PROBLEM TO WORK ON: Whatever the records say, set them down exactly.

EXERCISE INPUTS:
-=-=-
//! C-compatible status codes.
//!
//! [`StatusCode`] is the only outcome channel of a dispatch. Conversions
//! from the bridge's internal error types are provided.

use crate::bridge::DispatchError;
use crate::state::ProtocolError;

/// Outcome of one dispatch.
///
/// Values are ABI-stable.
#[repr(i32)]
#[derive(Clone, Copy, Debug, PartialEq, Eq, Hash)]
pub enum StatusCode {
    /// The method completed; its output slots are populated.
    Success = 0,
    /// The method failed; no further information is available.
    Failure = 1,
    /// The method failed; `outputs[0]` holds the address of a message.
    FailureWithMessage = -1,
}

impl StatusCode {
    /// The raw value written to the caller's status slot.
    pub fn raw(self) -> i32 {
        self as i32
    }

    /// Parse a raw status. Unrecognized values return `None`.
    pub fn from_raw(code: i32) -> Option<Self> {
        match code {
            0 => Some(Self::Success),
            1 => Some(Self::Failure),
            -1 => Some(Self::FailureWithMessage),
            _ => None,
        }
    }
}

impl From<&ProtocolError> for StatusCode {
    fn from(_e: &ProtocolError) -> Self {
        StatusCode::Failure
    }
}

impl From<&DispatchError> for StatusCode {
    fn from(e: &DispatchError) -> Self {
        match e {
            DispatchError::Protocol(p) => StatusCode::from(p),
            DispatchError::Engine(_) => StatusCode::FailureWithMessage,
        }
    }
}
-=-=-
EXPECTED ANSWER:
//! C-compatible status codes.
//!
//! [`StatusCode`] is the only outcome channel of a dispatch. Conversions
//! from the bridge's internal error types are provided.

use crate::bridge::DispatchError;
use crate::state::ProtocolError;

/// Outcome of one dispatch.
///
/// Values are ABI-stable.
#[repr(i32)]
#[derive(Clone, Copy, Debug, PartialEq, Eq, Hash)]
pub enum StatusCode {
    /// The method completed; its output slots are populated.
    Success = 0,
    /// The method failed; no further information is available.
    Failure = 1,
    /// The method failed; `outputs[0]` holds the address of a message.
    FailureWithMessage = -1,
}

impl StatusCode {
    /// The raw value written to the caller's status slot.
    pub fn raw(self) -> i32 {
        self as i32
    }

    /// Parse a raw status. Unrecognized values return `None`.
    pub fn from_raw(code: i32) -> Option<Self> {
        match code {
            0 => Some(Self::Success),
            1 => Some(Self::Failure),
            -1 => Some(Self::FailureWithMessage),
            _ => None,
        }
    }
}

impl From<&ProtocolError> for StatusCode {
    fn from(_e: &ProtocolError) -> Self {
        StatusCode::Failure
    }
}

impl From<&DispatchError> for StatusCode {
    fn from(e: &DispatchError) -> Self {
        match e {
            DispatchError::Protocol(p) => StatusCode::from(p),
            DispatchError::Engine(_) => StatusCode::FailureWithMessage,
        }
    }
}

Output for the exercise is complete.